To make life even more interesting, back on September 12, the Big Ears festival announced its lineup for 2023. The lineup announcements have me thinking about some longtime favorites (Laurie Anderson, Herbie Hancock, Charles Lloyd, Marc Ribot, Mary Halvorson, Julian Lage, Henry Threadgill, Digable Planets, Bitchin Bajas, Dave Holland, James Brandon Lewis, Tomeka Reid, Roger Eno, JG Thirlwell) and provide me with an even longer list of new artists I'm not familiar with but anxious to learn about. I created a Spotify playlist of one album by each band or artist, and I was methodically working my way through the list, although at almost 1,200 tracks and over 81 hours long, that's no small undertaking, especially if the goal is to gain familiarity with the music, not just "Yup, played that track once."
Then came the release of Isn't It Now? and the massive Tzadik catalog. I'm literally overwhelmed.
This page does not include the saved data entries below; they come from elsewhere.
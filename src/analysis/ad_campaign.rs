//! Ad-click classification with a random forest.

use log::info;
use ndarray::{Array1, Axis};

use super::Output;
use crate::config::DashboardConfig;
use crate::data::filter::complete_indices;
use crate::data::model::{Table, Value};
use crate::error::{PipelineError, Result};
use crate::model::encoding::{one_hot_encode, to_matrix};
use crate::model::forest::{train_test_split, RandomForest};
use crate::model::metrics::ClassificationReport;

pub const TARGET: &str = "click";
pub const IDENTIFIERS: [&str; 2] = ["id", "full_name"];

/// Everything the classification step produces.
pub struct AdCampaignResult {
    pub report: ClassificationReport,
    /// Test rows: encoded features, `actual_click`, `predicted_click`.
    pub predictions: Table,
    /// `feature,importance`, most important first.
    pub importance: Table,
}

pub fn classify(ads: Table, config: &DashboardConfig) -> Result<AdCampaignResult> {
    if !ads.has_column(TARGET) {
        return Err(PipelineError::model_fit("random forest", "missing column click"));
    }
    let ads = ads.drop_columns(&IDENTIFIERS.map(String::from));
    let complete = complete_indices(&ads, ads.columns());
    let ads = ads.take_rows(&complete);

    let encoded = one_hot_encode(&ads, true);
    let features: Vec<String> = encoded
        .columns()
        .iter()
        .filter(|c| c.as_str() != TARGET)
        .cloned()
        .collect();
    let labels = encoded
        .column(TARGET)
        .into_iter()
        .flatten()
        .map(|v| match v.as_f64() {
            Some(x) if x >= 0.0 && x.fract() == 0.0 => Ok(x as usize),
            _ => Err(PipelineError::model_fit(
                "random forest",
                format!("non-integer click label {v}"),
            )),
        })
        .collect::<Result<Vec<usize>>>()?;
    if labels.len() < 2 {
        return Err(PipelineError::model_fit(
            "random forest",
            format!("need at least 2 complete rows, got {}", labels.len()),
        ));
    }

    let x = to_matrix(&encoded, &features);
    let y = Array1::from(labels);
    let (train, test) = train_test_split(y.len(), config.test_fraction, config.seed);
    info!(
        "ad campaign: {} features, {} train rows, {} test rows",
        features.len(),
        train.len(),
        test.len()
    );

    let forest = RandomForest::fit(
        &x.select(Axis(0), &train),
        &y.select(Axis(0), &train),
        config.forest(),
    )?;
    let actual = y.select(Axis(0), &test);
    let predicted = forest.predict(&x.select(Axis(0), &test));

    let report = ClassificationReport::new(&actual.to_vec(), &predicted.to_vec());
    info!("ad campaign classification report:\n{report}");
    info!("ad campaign confusion matrix: {:?}", report.confusion);

    let feature_refs: Vec<&str> = features.iter().map(String::as_str).collect();
    let predictions = encoded
        .select(&feature_refs)
        .take_rows(&test)
        .with_column(
            "actual_click",
            actual.iter().map(|&c| Value::Int(c as i64)).collect(),
        )
        .with_column(
            "predicted_click",
            predicted.iter().map(|&c| Value::Int(c as i64)).collect(),
        );

    let mut ranked: Vec<(String, f64)> = features
        .into_iter()
        .zip(forest.feature_importance())
        .collect();
    ranked.sort_by(|a, b| b.1.total_cmp(&a.1));
    let mut importance = Table::new(vec!["feature".into(), "importance".into()]);
    for (feature, score) in ranked {
        importance.push_row(vec![Value::Str(feature), Value::Float(score)]);
    }

    Ok(AdCampaignResult {
        report,
        predictions,
        importance,
    })
}

pub fn run(ads: Table, config: &DashboardConfig) -> Result<Vec<Output>> {
    let result = classify(ads, config)?;
    Ok(vec![
        Output::new(config.processed_path("ad_campaign_predictions.csv"), result.predictions),
        Output::new(config.processed_path("feature_importance.csv"), result.importance),
    ])
}
//! K-Means segmentation with tier naming.

use linfa::prelude::*;
use linfa_clustering::KMeans;
use log::info;
use ndarray::{Array1, Array2};
use rand::rngs::StdRng;
use rand::SeedableRng;

use super::scaling::StandardScaler;
use crate::error::{PipelineError, Result};

/// K-Means settings. The seed makes centroid initialisation reproducible.
#[derive(Debug, Clone, Copy, PartialEq)]
pub struct KMeansSettings {
    pub n_clusters: usize,
    pub max_iters: u64,
    pub tolerance: f64,
    pub seed: u64,
}

impl KMeansSettings {
    pub fn new(n_clusters: usize, seed: u64) -> Self {
        KMeansSettings {
            n_clusters,
            max_iters: 300,
            tolerance: 1e-4,
            seed,
        }
    }
}

/// Fitted segmentation. Cluster ids are already re-numbered by tier, so
/// cluster `0` is the lowest tier and `tier_names[label]` names a row's tier.
#[derive(Debug, Clone)]
pub struct Segmentation {
    /// Tier-ordered cluster id per input row.
    pub labels: Vec<usize>,
    /// Tier names, lowest first.
    pub tier_names: Vec<String>,
    /// Centroids in standardized space, one row per tier.
    pub centroids: Array2<f64>,
    /// Within-cluster sum of squares (inertia).
    pub inertia: f64,
    pub scaler: StandardScaler,
}

impl Segmentation {
    /// Tier name for each input row.
    pub fn row_tiers(&self) -> Vec<&str> {
        self.labels
            .iter()
            .map(|&l| self.tier_names[l].as_str())
            .collect()
    }

    /// Get cluster sizes
    pub fn cluster_sizes(&self) -> Vec<usize> {
        let mut sizes = vec![0; self.tier_names.len()];
        for &label in &self.labels {
            sizes[label] += 1;
        }
        sizes
    }
}

/// Standardize `features`, cluster them, then name clusters by ascending mean
/// of `ranking` (one value per row, typically the monetary column).
///
/// `tier_names` must hold one name per cluster, lowest tier first.
pub fn segment(
    features: &Array2<f64>,
    ranking: &[f64],
    tier_names: &[&str],
    settings: KMeansSettings,
) -> Result<Segmentation> {
    let k = settings.n_clusters;
    if k == 0 || tier_names.len() != k {
        return Err(PipelineError::model_fit(
            "kmeans",
            format!("{} tier names for {k} clusters", tier_names.len()),
        ));
    }
    if features.nrows() < k {
        return Err(PipelineError::model_fit(
            "kmeans",
            format!(
                "number of rows ({}) must be at least the number of clusters ({k})",
                features.nrows()
            ),
        ));
    }
    if ranking.len() != features.nrows() {
        return Err(PipelineError::model_fit("kmeans", "ranking length mismatch"));
    }
    if features.iter().any(|v| !v.is_finite()) {
        return Err(PipelineError::model_fit("kmeans", "features contain missing values"));
    }

    let (scaler, scaled) = StandardScaler::fit_transform(features);

    let dataset = DatasetBase::from(scaled.clone());
    let rng = StdRng::seed_from_u64(settings.seed);
    let model = KMeans::params_with_rng(k, rng)
        .max_n_iterations(settings.max_iters)
        .tolerance(settings.tolerance)
        .fit(&dataset)
        .map_err(|e| PipelineError::model_fit("kmeans", e.to_string()))?;

    let raw_labels: Array1<usize> = model.predict(&scaled);
    let raw_centroids = model.centroids().clone();

    // Rank clusters by the mean ranking value of their members.
    let mut sums = vec![(0.0f64, 0usize); k];
    for (&label, &r) in raw_labels.iter().zip(ranking) {
        sums[label].0 += r;
        sums[label].1 += 1;
    }
    let means: Vec<f64> = sums
        .iter()
        .map(|&(s, n)| if n == 0 { f64::NAN } else { s / n as f64 })
        .collect();
    let mut order: Vec<usize> = (0..k).collect();
    order.sort_by(|&a, &b| means[a].total_cmp(&means[b]));
    let mut rank = vec![0usize; k];
    for (tier, &cluster) in order.iter().enumerate() {
        rank[cluster] = tier;
    }

    let labels: Vec<usize> = raw_labels.iter().map(|&l| rank[l]).collect();
    let centroids = raw_centroids.select(ndarray::Axis(0), &order);
    let inertia = compute_inertia(&scaled, &labels, &centroids);

    info!(
        "kmeans: {k} clusters over {} rows, inertia {inertia:.3}",
        features.nrows()
    );

    Ok(Segmentation {
        labels,
        tier_names: tier_names.iter().map(|t| t.to_string()).collect(),
        centroids,
        inertia,
        scaler,
    })
}

/// Compute within-cluster sum of squares (inertia)
fn compute_inertia(features: &Array2<f64>, labels: &[usize], centroids: &Array2<f64>) -> f64 {
    labels
        .iter()
        .enumerate()
        .map(|(i, &cluster)| {
            features
                .row(i)
                .iter()
                .zip(centroids.row(cluster).iter())
                .map(|(a, b)| (a - b).powi(2))
                .sum::<f64>()
        })
        .sum()
}
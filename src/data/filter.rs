use serde::{Deserialize, Serialize};

use super::model::{Table, Value};

// ---------------------------------------------------------------------------
// Numeric row predicates
// ---------------------------------------------------------------------------

/// Comparison applied to one numeric cell.
///
/// A cell that is missing or not numeric never passes.
#[derive(Debug, Clone, Copy, PartialEq, Serialize, Deserialize)]
#[serde(rename_all = "snake_case")]
pub enum NumericPredicate {
    Gt(f64),
    Ge(f64),
    Lt(f64),
    Le(f64),
}

impl NumericPredicate {
    /// Shorthand for "strictly positive".
    pub const POSITIVE: NumericPredicate = NumericPredicate::Gt(0.0);

    pub fn matches(&self, value: &Value) -> bool {
        let Some(x) = value.as_f64() else {
            return false;
        };
        match *self {
            NumericPredicate::Gt(t) => x > t,
            NumericPredicate::Ge(t) => x >= t,
            NumericPredicate::Lt(t) => x < t,
            NumericPredicate::Le(t) => x <= t,
        }
    }
}

/// Return indices of rows whose `column` cell satisfies `predicate`.
///
/// An unknown column selects nothing.
pub fn filtered_indices(table: &Table, column: &str, predicate: NumericPredicate) -> Vec<usize> {
    let Some(cells) = table.column(column) else {
        return Vec::new();
    };
    cells
        .enumerate()
        .filter(|(_, v)| predicate.matches(v))
        .map(|(i, _)| i)
        .collect()
}

/// Return indices of rows with no missing value in any of `columns`.
///
/// Columns absent from the table impose no constraint.
pub fn complete_indices(table: &Table, columns: &[String]) -> Vec<usize> {
    let idx: Vec<usize> = columns
        .iter()
        .filter_map(|c| table.column_index(c))
        .collect();
    table
        .rows()
        .iter()
        .enumerate()
        .filter(|(_, row)| idx.iter().all(|&i| !row[i].is_missing()))
        .map(|(i, _)| i)
        .collect()
}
Today, Big Ears announced the addition of over a dozen additional artists to the 2024 lineup. Folks in some circles might get excited to see Jon Batiste added to the schedule, he's a little too mainstream and middle-of-the-road for my tastes. I certainly don't dislike his music, it's just not interesting enough to me to get me to pack my bags and move my ass to Tennessee for a show.
But Medeski-Russo-Ribot and the Evan Lurie Quintet, on the other hand, are great additions.
Guitarist Marc Ribot and keyboardist John Medeski have played together many times before and have been included in several of Zorn's larger ensembles. But I'm not aware of any recordings where they are the only two featured soloists. I'm not saying that recording doesn't exist - I'm just saying I'm not aware of it. Most of Zorn's smaller guitar-and-keys ensembles with Medeski have paired him with guitarist Matt Hollenberg (Cleric, Titan To Tachyons). The closest I can find is 2015's The True Discoveries of Witches and Demons, which adds Ribot and bassist Trevor Dunn to the metal-adjacent Simulacrum trio of Medeski, Hollenberg, and drummer Kenny Grohowski. Here's Phantasms from Witches and Demons.
Both John Medeski and Marc Ribot are versatile musicians who've played in a variety of settings in several different genres. The Medeski-Russo-Ribot trio may have the heavy feel of Simulacrum, but there's no telling what they'll sound like with the drumming of jam-band veteran Joe Russo (who's separate Selcouth Quartet is also a new addition to the lineup announced today). But one can be assured that the set will be interesting and that it will be good.
Back in the early 1980s, Evan Lurie founded the band The Lounge Lizards along with his brother John Lurie (HBO's Painting with John), Arto Lindsay (DNA), and Anton Fier (The Golden Palominos), although most of his post-Lizards work has been in film scores (Tree's Lounge). The quintet Lurie brings to Big Ears will include Marc Ribot on guitar as well as a bandoneon, a kind of accordion featured in tango music.
So all of this is exciting and now you know how I've been spending my days lately, hunched over the Spotify app on my computer.